**Task details:** Reproduce every record exactly.

--

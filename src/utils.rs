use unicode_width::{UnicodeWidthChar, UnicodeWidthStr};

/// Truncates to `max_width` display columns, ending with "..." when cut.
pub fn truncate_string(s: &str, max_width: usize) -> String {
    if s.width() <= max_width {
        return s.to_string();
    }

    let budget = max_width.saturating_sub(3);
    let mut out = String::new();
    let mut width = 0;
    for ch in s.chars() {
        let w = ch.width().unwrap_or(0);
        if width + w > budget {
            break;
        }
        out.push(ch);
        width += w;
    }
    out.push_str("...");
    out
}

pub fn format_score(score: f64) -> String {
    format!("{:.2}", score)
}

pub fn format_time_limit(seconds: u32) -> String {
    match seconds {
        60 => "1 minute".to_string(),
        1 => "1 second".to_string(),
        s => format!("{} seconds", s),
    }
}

--

**Response to the exercise:**
filename src/utils.rs
use unicode_width::{UnicodeWidthChar, UnicodeWidthStr};

/// Truncates to `max_width` display columns, ending with "..." when cut.
pub fn truncate_string(s: &str, max_width: usize) -> String {
    if s.width() <= max_width {
        return s.to_string();
    }

    let budget = max_width.saturating_sub(3);
    let mut out = String::new();
    let mut width = 0;
    for ch in s.chars() {
        let w = ch.width().unwrap_or(0);
        if width + w > budget {
            break;
        }
        out.push(ch);
        width += w;
    }
    out.push_str("...");
    out
}

pub fn format_score(score: f64) -> String {
    format!("{:.2}", score)
}

pub fn format_time_limit(seconds: u32) -> String {
    match seconds {
        60 => "1 minute".to_string(),
        1 => "1 second".to_string(),
        s => format!("{} seconds", s),
    }
}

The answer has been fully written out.